Liquid is in a strange place. There are no clear problems within the team that would warrant a change, but it’s hard to be confident TL will make a deep run at TI. Liquid won DreamLeague Season 6 and StarLadder Season 3, bombed out of DAC and reached the quarterfinals of Kiev. None of the players is playing particularly poor, either. The problem, though, is too much overlap in the supports players’ pools. If they can fix that, they should be fine. Either way, a good result here is critical for the continuation of this lineup.

Two weeks ago, I would have never placed TNC as a team liable to shuffle its roster. With Faceless’ continued impotence against any non-SEA team, TNC looked like the region’s only hope for international success. But since Kiev, TNC lost to Clutch Gamers in the Manila qualifiers and EPICENTER. In addition to that they failed to qualify for the Summit. With Faceless not changing, TNC has slipped down the ranks among Southeast Asian teams. I’m not sure if the rise of Clutch Gamers was the impetus, but whatever the case, TNC has bit the bullet and added Theeban “1437” Siva as a new support and captain to give the team a better strategic edge. This will be the first the new lineup’s first LAN.

Whether or not Faceless throws out some bathwater depends on what they are willing to settle for. I can say with certainty this team has no chance to get deep at TI7. I can also predict they will get an invite if they stick together, as they have the best net results of any SEA team. But here’s the interesting question: Will one of the players risk ruining the chances of the others for a chance at glory? If there was anyone who I think should get out, it is Daryl Koh “iceiceice” Pei Xiang.

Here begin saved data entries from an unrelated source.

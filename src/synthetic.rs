//! Random salary records for benchmarks and profiling.

use rand::Rng;

use crate::dataset::Record;

const EXPERIENCE_LEVELS: [&str; 4] = ["EN", "MI", "SE", "EX"];
const EMPLOYMENT_TYPES: [&str; 4] = ["FT", "PT", "CT", "FL"];
const REMOTE_RATIOS: [&str; 3] = ["0", "50", "100"];
const COMPANY_SIZES: [&str; 3] = ["S", "M", "L"];
const COUNTRIES: [&str; 12] = [
    "US", "GB", "CA", "DE", "FR", "ES", "IN", "BR", "PT", "NL", "AU", "JP",
];
const JOB_TITLES: [&str; 16] = [
    "Data Scientist",
    "Data Engineer",
    "Data Analyst",
    "Machine Learning Engineer",
    "Research Scientist",
    "Analytics Engineer",
    "Data Architect",
    "Applied Scientist",
    "Business Intelligence Analyst",
    "ML Ops Engineer",
    "Head of Data",
    "Data Manager",
    "AI Engineer",
    "Computer Vision Engineer",
    "NLP Engineer",
    "Data Science Manager",
];

fn pick<'a, R: Rng>(rng: &mut R, values: &[&'a str]) -> &'a str {
    values[rng.random_range(0..values.len())]
}

/// Generates `rows` records spread over 2020..=2025.
///
/// Salaries scale with the experience level so group means differ.
pub fn generate_records<R: Rng>(rows: usize, rng: &mut R) -> Vec<Record> {
    (0..rows)
        .map(|_| {
            let level = rng.random_range(0..EXPERIENCE_LEVELS.len());
            let base = 45_000.0 + 35_000.0 * level as f64;
            let salary = (base + rng.random_range(0.0..90_000.0)).round();

            Record {
                work_year: rng.random_range(2020..=2025),
                experience_level: EXPERIENCE_LEVELS[level].to_string(),
                employment_type: pick(rng, &EMPLOYMENT_TYPES).to_string(),
                job_title: pick(rng, &JOB_TITLES).to_string(),
                salary_in_usd: salary,
                remote_ratio: pick(rng, &REMOTE_RATIOS).to_string(),
                company_size: pick(rng, &COMPANY_SIZES).to_string(),
                employee_country: pick(rng, &COUNTRIES).to_string(),
            }
        })
        .collect()
}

He is still one of the best off laners in the world and would stoke the interest of several prominent Chinese teams as a free agent.

The final team is Alliance, which took the place of mousesports. Alliance is playing its first LAN in 2017 (I don’t count WESG), so I don’t know what to expect or how desperate this team might be with its current roster. Based on historical precedent, Alliance usually doesn’t change players unless it can get one of the old gang back. As none of the old gang seems poised to join, I don’t foresee a change.

As we enter the roster shuffle, Starladder Shanghai comes at an essential time for these teams. This will be the last chance to figure out whether they are truly ready for TI, or if they need to take drastic action.